* RECORDED DATA *

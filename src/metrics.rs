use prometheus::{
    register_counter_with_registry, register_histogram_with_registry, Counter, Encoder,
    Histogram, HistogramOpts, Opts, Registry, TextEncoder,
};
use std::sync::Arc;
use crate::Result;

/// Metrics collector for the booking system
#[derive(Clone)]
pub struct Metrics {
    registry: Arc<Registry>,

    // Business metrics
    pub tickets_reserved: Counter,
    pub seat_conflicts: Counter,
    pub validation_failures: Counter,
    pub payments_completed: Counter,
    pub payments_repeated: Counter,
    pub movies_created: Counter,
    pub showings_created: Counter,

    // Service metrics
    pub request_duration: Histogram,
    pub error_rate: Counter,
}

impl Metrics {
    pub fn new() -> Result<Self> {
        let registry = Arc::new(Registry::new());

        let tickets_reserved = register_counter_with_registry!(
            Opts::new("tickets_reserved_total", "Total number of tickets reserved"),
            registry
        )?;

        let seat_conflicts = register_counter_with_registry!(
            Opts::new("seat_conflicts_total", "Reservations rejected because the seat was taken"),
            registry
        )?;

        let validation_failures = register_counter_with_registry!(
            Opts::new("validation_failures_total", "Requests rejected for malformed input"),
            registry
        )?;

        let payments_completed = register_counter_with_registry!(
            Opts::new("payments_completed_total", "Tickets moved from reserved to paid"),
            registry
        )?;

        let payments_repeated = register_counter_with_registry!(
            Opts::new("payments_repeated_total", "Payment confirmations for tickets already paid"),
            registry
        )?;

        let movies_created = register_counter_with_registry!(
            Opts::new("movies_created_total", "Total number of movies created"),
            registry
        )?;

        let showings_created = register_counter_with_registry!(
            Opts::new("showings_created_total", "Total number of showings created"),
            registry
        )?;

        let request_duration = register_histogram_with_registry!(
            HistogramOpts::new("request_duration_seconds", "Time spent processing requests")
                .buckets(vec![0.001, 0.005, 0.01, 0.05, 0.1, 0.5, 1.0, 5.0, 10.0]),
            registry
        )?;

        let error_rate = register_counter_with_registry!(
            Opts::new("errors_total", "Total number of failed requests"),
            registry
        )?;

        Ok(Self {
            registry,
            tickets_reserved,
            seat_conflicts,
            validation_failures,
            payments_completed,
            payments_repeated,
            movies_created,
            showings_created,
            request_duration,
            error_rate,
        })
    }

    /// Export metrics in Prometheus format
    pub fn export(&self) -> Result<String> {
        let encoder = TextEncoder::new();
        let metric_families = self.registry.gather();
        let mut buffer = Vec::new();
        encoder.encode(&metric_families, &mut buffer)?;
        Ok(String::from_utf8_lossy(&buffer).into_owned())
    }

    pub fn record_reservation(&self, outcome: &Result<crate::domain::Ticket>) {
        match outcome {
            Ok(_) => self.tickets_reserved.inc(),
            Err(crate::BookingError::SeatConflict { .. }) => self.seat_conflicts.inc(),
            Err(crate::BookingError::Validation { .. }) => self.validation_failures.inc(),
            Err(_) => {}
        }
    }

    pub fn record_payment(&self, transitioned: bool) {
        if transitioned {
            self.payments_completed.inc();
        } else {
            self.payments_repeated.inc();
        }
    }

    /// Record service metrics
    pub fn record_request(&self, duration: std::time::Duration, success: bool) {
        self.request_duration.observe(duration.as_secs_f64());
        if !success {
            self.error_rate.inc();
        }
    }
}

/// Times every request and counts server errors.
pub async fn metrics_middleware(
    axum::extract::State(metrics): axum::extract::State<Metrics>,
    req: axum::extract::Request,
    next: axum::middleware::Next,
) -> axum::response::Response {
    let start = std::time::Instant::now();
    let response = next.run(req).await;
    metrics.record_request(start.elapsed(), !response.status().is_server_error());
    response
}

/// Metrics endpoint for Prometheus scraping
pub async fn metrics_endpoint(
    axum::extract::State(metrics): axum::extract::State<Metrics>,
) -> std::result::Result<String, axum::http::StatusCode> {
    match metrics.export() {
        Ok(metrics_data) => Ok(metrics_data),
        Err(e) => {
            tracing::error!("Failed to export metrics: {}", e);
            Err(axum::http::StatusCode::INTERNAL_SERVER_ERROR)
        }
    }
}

* WHAT YOU NEED TO DO *
Filter the records for the word "StatusCode" and show every line that has it.

* TASK SOLUTION *
) -> std::result::Result<String, axum::http::StatusCode> {
            Err(axum::http::StatusCode::INTERNAL_SERVER_ERROR)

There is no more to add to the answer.